Article ID | Journal | Published Year | Pages | File Type |
---|---|---|---|---|
2155628 | Pathology - Research and Practice | 2013 | 8 Pages |
This study was designed to investigate the association of HAb18G/CD147 expression and localization with clinicopathological parameters and prognosis in NSCLC. Two hundred and eight (208) specimens of surgically resected NSCLC were stained by immunohistochemistry utilizing mouse anti-human HAb18G/CD147 monoclonal antibody.

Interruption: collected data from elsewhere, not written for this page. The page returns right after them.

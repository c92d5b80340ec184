//! Layout and page routes.

use crate::handlers::layout::{create, delete, list, load, update};
use crate::state::AppState;
use axum::{routing::get, Router};

pub fn layout_routes(state: AppState) -> Router {
    Router::new()
        .route("/layout", get(list).post(create))
        .route("/layout/:layout", get(load).put(update).delete(delete))
        .with_state(state)
}
//! Extract the caller's bearer token (header, else `jwt`/`jwt_type` cookies) and user identity.

use crate::state::AppState;
use async_trait::async_trait;
use axum::{
    extract::FromRequestParts,
    http::{header, request::Parts},
};
use base64::engine::general_purpose::URL_SAFE_NO_PAD;
use base64::Engine;
use serde::Serialize;
use serde_json::Value;

pub const ANONYMOUS: &str = "anonymous";

/// Identity carried in the EDF access token payload.
#[derive(Clone, Debug, Default, PartialEq, Eq, Serialize)]
#[serde(rename_all = "camelCase")]
pub struct CallerUser {
    pub username: Option<String>,
    pub user_id: Option<String>,
    pub roles: Vec<String>,
}

/// Caller context. `authorization` is `None` when the request carried no token;
/// the client then falls back to the service-account token.
#[derive(Clone, Debug, Default)]
pub struct Caller {
    pub authorization: Option<String>,
    pub user: Option<CallerUser>,
}

impl Caller {
    pub fn login(&self) -> &str {
        self.user
            .as_ref()
            .and_then(|u| u.username.as_deref())
            .unwrap_or(ANONYMOUS)
    }

    pub fn user_id(&self) -> Option<&str> {
        self.user.as_ref().and_then(|u| u.user_id.as_deref())
    }

    pub fn has_any_role(&self, allowed: &[&str]) -> bool {
        self.user
            .as_ref()
            .map(|u| u.roles.iter().any(|r| allowed.contains(&r.as_str())))
            .unwrap_or(false)
    }

    pub fn is_super_user(&self) -> bool {
        self.user
            .as_ref()
            .map(|u| u.roles.iter().any(|r| r == "admin"))
            .unwrap_or(false)
    }
}

#[async_trait]
impl FromRequestParts<AppState> for Caller {
    type Rejection = std::convert::Infallible;

    async fn from_request_parts(parts: &mut Parts, state: &AppState) -> Result<Self, Self::Rejection> {
        let authorization = parts
            .headers
            .get(header::AUTHORIZATION)
            .and_then(|v| v.to_str().ok())
            .map(|s| s.trim().to_string())
            .filter(|s| !s.is_empty())
            .or_else(|| {
                parts
                    .headers
                    .get(header::COOKIE)
                    .and_then(|v| v.to_str().ok())
                    .and_then(token_from_cookies)
            });
        let identity_token = authorization
            .clone()
            .or_else(|| state.client.session().default_access_token());
        let user = identity_token.as_deref().and_then(decode_user);
        Ok(Caller { authorization, user })
    }
}

/// `jwt=<token>; jwt_type=<type>` → `"<type> <token>"`.
pub fn token_from_cookies(cookie_header: &str) -> Option<String> {
    let cookie = |name: &str| {
        cookie_header
            .split(';')
            .map(str::trim)
            .find_map(|c| c.strip_prefix(name).and_then(|rest| rest.strip_prefix('=')))
            .map(str::to_string)
    };
    let token = cookie("jwt").filter(|t| !t.is_empty())?;
    let token_type = cookie("jwt_type").filter(|t| !t.is_empty()).unwrap_or_else(|| "Bearer".into());
    Some(format!("{} {}", token_type, token))
}

/// Read the user from an `Authorization` value or a bare JWT. The signature is not checked.
pub fn decode_user(authorization: &str) -> Option<CallerUser> {
    let token = authorization.split_whitespace().last()?;
    if token == "null" {
        return None;
    }
    let payload = token.split('.').nth(1)?;
    let bytes = match URL_SAFE_NO_PAD.decode(payload.trim_end_matches('=')) {
        Ok(b) => b,
        Err(e) => {
            tracing::error!(error = %e, "error decoding token payload");
            return None;
        }
    };
    let claims: Value = serde_json::from_slice(&bytes).ok()?;
    let text = |v: &Value| match v {
        Value::String(s) => Some(s.clone()),
        Value::Number(n) => Some(n.to_string()),
        _ => None,
    };
    let username = claims.pointer("/EDF_ACM_User/name").and_then(text);
    let user_id = claims.pointer("/EDF_ACM_User/public_id").and_then(text);
    let roles = claims
        .get("EDF_ACM_Role")
        .and_then(Value::as_array)
        .map(|roles| roles.iter().filter_map(|r| r.get("public_id").and_then(text)).collect())
        .unwrap_or_default();
    if username.is_none() && user_id.is_none() {
        return None;
    }
    Some(CallerUser { username, user_id, roles })
}

#[cfg(test)]
mod tests {
    use super::*;
    use crate::edf::testing::jwt_for;

    #[test]
    fn decodes_user_and_roles() {
        let jwt = jwt_for("ivan", "u-42", &["admin", "web_admin"]);
        let user = decode_user(&format!("Bearer {}", jwt)).unwrap();
        assert_eq!(user.username.as_deref(), Some("ivan"));
        assert_eq!(user.user_id.as_deref(), Some("u-42"));
        assert_eq!(user.roles, vec!["admin", "web_admin"]);
    }

    #[test]
    fn null_and_garbage_tokens_yield_no_user() {
        assert!(decode_user("Bearer null").is_none());
        assert!(decode_user("Bearer not-a-jwt").is_none());
        assert!(decode_user("Bearer a.!!!.c").is_none());
    }

    #[test]
    fn cookies_compose_authorization() {
        assert_eq!(
            token_from_cookies("theme=dark; jwt=abc.def.ghi; jwt_type=Bearer").as_deref(),
            Some("Bearer abc.def.ghi")
        );
        assert_eq!(token_from_cookies("jwt=t1").as_deref(), Some("Bearer t1"));
        assert!(token_from_cookies("jwt_type=Bearer").is_none());
    }

    #[test]
    fn anonymous_login_without_user() {
        let caller = Caller::default();
        assert_eq!(caller.login(), ANONYMOUS);
        assert!(!caller.is_super_user());
        assert!(!caller.has_any_role(&["admin"]));
    }

    #[test]
    fn role_membership() {
        let caller = Caller {
            authorization: None,
            user: decode_user(&jwt_for("olga", "u-7", &["head", "web_user"])),
        };
        assert!(caller.has_any_role(&["admin", "head"]));
        assert!(!caller.has_any_role(&["web_admin"]));
    }
}
//! Load settings from the process environment (after `.env`) or any key lookup.

use crate::config::types::{Environment, ModelNames, ServiceAccount, Settings};
use crate::error::ConfigError;
use std::path::PathBuf;

pub const DEFAULT_PORT: u16 = 3000;
pub const DEFAULT_USER: &str = "admin";
pub const DEFAULT_LISTS_PATH: &str = "lists";

/// Read `.env` if present, then build settings from the environment.
pub fn load_from_env() -> Result<Settings, ConfigError> {
    dotenvy::dotenv().ok();
    load_with(|key| std::env::var(key).ok())
}

/// Build settings from an arbitrary lookup. Empty values count as unset.
pub fn load_with<F>(lookup: F) -> Result<Settings, ConfigError>
where
    F: Fn(&str) -> Option<String>,
{
    let get = |key: &str| lookup(key).map(|v| v.trim().to_string()).filter(|v| !v.is_empty());

    let edf_uri = get("EDF_URI").ok_or(ConfigError::Missing("EDF_URI"))?;
    let client_secret = get("EDF_DEFAULT_PASSWORD").ok_or(ConfigError::Missing("EDF_DEFAULT_PASSWORD"))?;
    let port = match get("PORT") {
        Some(p) => p.parse::<u16>().map_err(|e| ConfigError::Invalid {
            var: "PORT",
            reason: e.to_string(),
        })?,
        None => DEFAULT_PORT,
    };
    let reauth_on_400 = match get("EDF_REAUTH_ON_400") {
        Some(v) => parse_bool(&v).ok_or_else(|| ConfigError::Invalid {
            var: "EDF_REAUTH_ON_400",
            reason: format!("expected true or false, got {}", v),
        })?,
        None => false,
    };
    let env: Environment = get("APP_ENV")
        .or_else(|| get("NODE_ENV"))
        .map(|s| s.parse().unwrap_or(Environment::Development))
        .unwrap_or(Environment::Development);

    let defaults = ModelNames::default();
    let models = ModelNames {
        widget: get("EDF_WIDGET_MODEL").unwrap_or(defaults.widget),
        block: get("EDF_BLOCK_MODEL").unwrap_or(defaults.block),
        layout: get("EDF_LAYOUT_MODEL").unwrap_or(defaults.layout),
        desktop: get("EDF_DESKTOP_MODEL").unwrap_or(defaults.desktop),
        bookmark: get("EDF_BOOKMARK_MODEL").unwrap_or(defaults.bookmark),
    };

    Ok(Settings {
        env,
        bind_addr: get("BIND_ADDR").unwrap_or_else(|| "0.0.0.0".into()),
        port,
        edf_uri: edf_uri.trim_end_matches('/').to_string(),
        service_account: ServiceAccount {
            client_id: get("EDF_DEFAULT_USER").unwrap_or_else(|| DEFAULT_USER.into()),
            client_secret,
        },
        lists_path: PathBuf::from(get("EDF_LISTS_PATH").unwrap_or_else(|| DEFAULT_LISTS_PATH.into())),
        reauth_on_400,
        models,
    })
}

fn parse_bool(s: &str) -> Option<bool> {
    match s.to_lowercase().as_str() {
        "true" | "1" | "yes" => Some(true),
        "false" | "0" | "no" => Some(false),
        _ => None,
    }
}

#[cfg(test)]
mod tests {
    use super::*;
    use std::collections::HashMap;

    fn lookup(pairs: &[(&str, &str)]) -> impl Fn(&str) -> Option<String> {
        let map: HashMap<String, String> = pairs.iter().map(|(k, v)| (k.to_string(), v.to_string())).collect();
        move |k| map.get(k).cloned()
    }

    #[test]
    fn defaults_apply_when_optional_vars_unset() {
        let s = load_with(lookup(&[("EDF_URI", "http://edf:8080/api/"), ("EDF_DEFAULT_PASSWORD", "pw")])).unwrap();
        assert_eq!(s.edf_uri, "http://edf:8080/api");
        assert_eq!(s.port, DEFAULT_PORT);
        assert_eq!(s.service_account.client_id, "admin");
        assert_eq!(s.lists_path, PathBuf::from("lists"));
        assert!(!s.reauth_on_400);
        assert_eq!(s.env, Environment::Development);
        assert_eq!(s.models.bookmark, "WEB_Bookmark");
    }

    #[test]
    fn missing_uri_is_reported() {
        let err = load_with(lookup(&[("EDF_DEFAULT_PASSWORD", "pw")])).unwrap_err();
        assert!(matches!(err, ConfigError::Missing("EDF_URI")));
    }

    #[test]
    fn invalid_port_is_rejected() {
        let err = load_with(lookup(&[
            ("EDF_URI", "http://edf"),
            ("EDF_DEFAULT_PASSWORD", "pw"),
            ("PORT", "http"),
        ]))
        .unwrap_err();
        assert!(matches!(err, ConfigError::Invalid { var: "PORT", .. }));
    }

    #[test]
    fn node_env_production_is_honoured() {
        let s = load_with(lookup(&[
            ("EDF_URI", "http://edf"),
            ("EDF_DEFAULT_PASSWORD", "pw"),
            ("NODE_ENV", "production"),
            ("EDF_REAUTH_ON_400", "true"),
        ]))
        .unwrap();
        assert_eq!(s.env, Environment::Production);
        assert!(s.reauth_on_400);
    }
}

High levels of HAb18G/CD147 expression were associated with male gender, smoking history, tumor position, distant metastasis status, and clinical stage (p < 0.05) in squamous cell carcinoma. In adenocarcinomas, HAb18G/CD147 expression was associated with male gender, tumor diameter, differentiation, lymph node status, distant metastasis status, and clinical stage (p < 0.05). HAb18G/CD147 expression with higher PU was predominantly localized in the tumor cell membranes rather than in cytoplasms. In squamous cell carcinomas, membranous localization of HAb18G/CD147 was linked to distant metastasis status and TNM stage (p < 0.05). Cytoplasmic localization of HAb18G/CD147 was associated with male gender and smoking history. In adenocarcinomas, membranous localization of HAb18G/CD147 correlated with tumor diameter, differentiation and distant metastasis (p < 0.05). Univariate analysis indicated that patients with high HAb18G/CD147 expression and membranous localization predicted poor prognosis in both squamous cell carcinomas and adenocarcinomas. Multivariate analysis showed that lymph node status (HR = 1.762, 95%CI 1.105–2.811, p = 0.017), distant metastasis status (HR = 3.789, 95%CI 2.196–6.539, p = 0.000), expression (HR = 6.632, 95%CI 2.457–17.904, p = 0.000), and localization (HR = 0.520, 95%CI 0.341–0.794, p = 0.002) were good or excellent independent predictors of patient survival. HAb18G/CD147 is a biomarker characterizing progression and survival of NSCLC. More importantly, its cellular localizations should be considered in the analysis of clinicopathological characteristics and prognostic factors in NSCLC.